··· Provided data

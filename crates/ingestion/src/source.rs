//! FeedSource trait - the upstream collaborator boundary
//!
//! A feed source connects to (or simulates) the upstream service and pushes
//! every batch it receives through a `FeedSender`.

use crate::error::Result;
use crate::queue::FeedSender;

/// Upstream feed source
///
/// `run` returns `Ok(())` when the feed ends cleanly and an error when the
/// connection fails. A supervisor decides whether to run it again.
#[trait_variant::make(FeedSource: Send)]
pub trait LocalFeedSource {
    /// Source name (used for logging/metrics)
    fn name(&self) -> &str;

    /// Deliver batches until the feed ends or fails
    async fn run(&mut self, feed: &FeedSender) -> Result<()>;
}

······

◆ **Exercise description**
All records above need to be set down again exactly as written.

◆ **Result**
filename crates/ingestion/src/source.rs
//! FeedSource trait - the upstream collaborator boundary
//!
//! A feed source connects to (or simulates) the upstream service and pushes
//! every batch it receives through a `FeedSender`.

use crate::error::Result;
use crate::queue::FeedSender;

/// Upstream feed source
///
/// `run` returns `Ok(())` when the feed ends cleanly and an error when the
/// connection fails. A supervisor decides whether to run it again.
#[trait_variant::make(FeedSource: Send)]
pub trait LocalFeedSource {
    /// Source name (used for logging/metrics)
    fn name(&self) -> &str;

    /// Deliver batches until the feed ends or fails
    async fn run(&mut self, feed: &FeedSender) -> Result<()>;
}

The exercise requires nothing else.